When it comes to evaluating your team for their support quality, you need a customer service scorecard that is efficient and actionable. This means choosing rating categories that help reviewers and support reps recognize strengths and impurrove weaknesses.
When you choosing your rating categories, think about your customer support goals and the priorities behind your conversations. There are two competing factors to consider:
✨ The case for more granular rating categories:
Each conversation needs to be reviewed in accordance with your universal quality standards.
✨ The case for more general rating categories:
Reviews should be (relatively) quick and easy for the reviewer and reviewee.
If you want to focus on specific aspects, you can add as many categories as you deem necessary. You can rate the tone, format, rapport with the customer, use of screenshots, answers to possible follow-up questions, and much more. This determines the information that you’ll gather in your QA sessions.
But there are dangers with going overboard and rendering the entire review process obsolete by overcomplicating it.
Go to our Customer Service Scorecard Template for Quality Assurance (QA) for a free download and guide.
There’s such a thing as too many cats
I know, right? Shocking.
By default, your Klaus account comes with three rating categories:
- Solution
- Empathy/Tone
- Product knowledge.
However, you can add and customize to your heart’s content. But take a meowment to consider your reviewers, how many reviews they undertake, and how long you want your support reps to spend on considering their feedback. In other words, don’t turn an informative exercise into one that triggers Decision Fatigue – more on that a little later.

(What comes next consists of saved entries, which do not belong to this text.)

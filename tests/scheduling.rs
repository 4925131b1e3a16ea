use std::collections::HashMap;
use std::sync::atomic::{AtomicUsize, Ordering};
use std::sync::{Arc, Mutex};
use std::time::Duration;

use async_trait::async_trait;
use ctxvisor::{
    Event, EventKind, Resource, ResourceError, ResourceHandle, RuntimeError, Scheduler,
    SchedulerConfig, SchedulerError, Status, Subscribe, TaskError, TaskFn, TaskRef,
};
use tokio::sync::{Notify, broadcast};
use tokio::time::timeout;
use tokio_util::sync::CancellationToken;

const WAIT: Duration = Duration::from_secs(2);

/// Fake rendering context that records its own teardown.
struct FakeContext {
    id: String,
    destroyed: Arc<Mutex<Vec<String>>>,
}

impl Resource for FakeContext {
    fn destroy(&mut self) -> Result<(), ResourceError> {
        self.destroyed.lock().unwrap().push(self.id.clone());
        Ok(())
    }
}

#[derive(Clone, Copy)]
enum Outcome {
    Context,
    Nothing,
    Fail,
}

/// Builds tasks whose operation waits on a per-task gate.
#[derive(Default)]
struct Harness {
    destroyed: Arc<Mutex<Vec<String>>>,
    gates: Mutex<HashMap<String, Arc<Notify>>>,
    started: Mutex<Vec<String>>,
    running: Arc<AtomicUsize>,
    peak: Arc<AtomicUsize>,
}

impl Harness {
    fn new() -> Arc<Self> {
        Arc::new(Self::default())
    }

    /// Task that settles with `outcome` once [`Harness::release`] is called for `id`.
    fn gated(self: &Arc<Self>, id: &'static str, surface: &'static str, outcome: Outcome) -> TaskRef {
        let gate = Arc::new(Notify::new());
        self.gates.lock().unwrap().insert(id.to_string(), Arc::clone(&gate));
        let me = Arc::clone(self);

        TaskFn::arc(id, surface, move |_ctx: CancellationToken| {
            let gate = Arc::clone(&gate);
            let me = Arc::clone(&me);
            async move {
                me.enter(id);
                gate.notified().await;
                me.leave();
                me.settle(id, outcome)
            }
        })
    }

    /// Task that settles with `outcome` immediately.
    fn ready(self: &Arc<Self>, id: &'static str, outcome: Outcome) -> TaskRef {
        let me = Arc::clone(self);
        TaskFn::arc(id, "canvas", move |_ctx: CancellationToken| {
            let me = Arc::clone(&me);
            async move {
                me.enter(id);
                me.leave();
                me.settle(id, outcome)
            }
        })
    }

    fn release(&self, id: &str) {
        let gates = self.gates.lock().unwrap();
        gates.get(id).expect("known gate").notify_one();
    }

    fn enter(&self, id: &str) {
        self.started.lock().unwrap().push(id.to_string());
        let now = self.running.fetch_add(1, Ordering::SeqCst) + 1;
        self.peak.fetch_max(now, Ordering::SeqCst);
    }

    fn leave(&self) {
        self.running.fetch_sub(1, Ordering::SeqCst);
    }

    fn settle(&self, id: &str, outcome: Outcome) -> Result<Option<ResourceHandle>, TaskError> {
        match outcome {
            Outcome::Context => Ok(Some(self.context(id))),
            Outcome::Nothing => Ok(None),
            Outcome::Fail => Err(TaskError::fail("webgl unavailable")),
        }
    }

    fn context(&self, id: &str) -> ResourceHandle {
        Box::new(FakeContext {
            id: id.to_string(),
            destroyed: Arc::clone(&self.destroyed),
        })
    }

    fn destroyed(&self) -> Vec<String> {
        let mut v = self.destroyed.lock().unwrap().clone();
        v.sort();
        v
    }

    fn started(&self) -> Vec<String> {
        self.started.lock().unwrap().clone()
    }
}
//! # Explicitly destroyed resources.
//!
//! A [`Resource`] is what a successful render leaves behind: a live rendering
//! context that is not reclaimed by dropping it. The scheduler owns every
//! produced handle and calls [`Resource::destroy`] exactly once.

use crate::error::ResourceError;

/// Owned handle to a live resource.
pub type ResourceHandle = Box<dyn Resource>;

/// A rendering context (or anything else) that must be torn down explicitly.
///
/// `destroy` should release every owned sub-resource (children, textures,
/// base textures). It is called at most once per handle; an error is logged
/// by the scheduler and the registry entry is removed regardless.
///
/// # Example
/// ```
/// use ctxvisor::{Resource, ResourceError};
///
/// struct GlContext { id: u32 }
///
/// impl Resource for GlContext {
///     fn destroy(&mut self) -> Result<(), ResourceError> {
///         // release textures, lose context...
///         Ok(())
///     }
/// }
/// ```
pub trait Resource: Send + 'static {
    /// Releases the resource and everything it owns.
    fn destroy(&mut self) -> Result<(), ResourceError>;
}
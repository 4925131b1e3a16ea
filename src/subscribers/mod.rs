//! # Event subscribers for the scheduler.
//!
//! This module provides the [`Subscribe`] trait, the [`SubscriberSet`] fan-out
//! and the optional built-in [`LogWriter`].
//!
//! ```text
//! Event flow:
//!   scheduler loop ── publish(Event) ──► Bus ──► subscriber listener
//!                                                      │
//!                                                SubscriberSet::emit(&Event)
//!                                            ┌─────────┼─────────┐
//!                                            ▼         ▼         ▼
//!                                        LogWriter  Metrics   Custom ...
//! ```

mod set;
mod subscribe;

#[cfg(feature = "logging")]
mod log;

pub(crate) use set::panic_message;
pub use set::SubscriberSet;
pub use subscribe::Subscribe;

#[cfg(feature = "logging")]
pub use log::LogWriter;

Read more: Why is Tone of Voice Important in Customer Service? Tips From an Expurrrt
We think every business can find a sweet spot between 3 and 7 cats (and categories). Our scorecard template comes with five rating categories, based on the most popular support quality criteria:
- Solution
- Process
- Product knowledge
- Tone
- Validation
Make it fun, make it meaningful
When creating your customer service scorecard:
- Look at existing conversations for a general idea of the challenges your agents face.
- Leave comments when necessary.
- Tag recurring problems that you see.
- Celebrate the fact that most agents (hopefully) do the right thing most of the time.
Instead of agonizing over 10 different rating categories, invest your time into leaving meaningful comments and following up on them in your 1:1s. These notes will help you decide whether to go more granular – and just HOW granular.
Whatever you do, keep your customer service goals in mind.
What is Decision Fatigue and why does it matter?
In decision-making and psychology, decision fatigue refers to the deteriorating quality of decisions made over a long period of time. It is now understood as one of the causes of irrational decision-making.
For instance, judges in court are said to make decisions of poorer quality later in the day.
If you expect yourself, or your team, to make more than 10 rating decisions for every single ticket review, you are setting yourself up for failure. After a short time, you’ll mechanically click through those categories without focusing too much on the content.
10 tickets suddenly means 100 mini-decisions.
It takes time. It takes energy. And it does not leave any room for critical thinking to give meaningful recommendations afterward.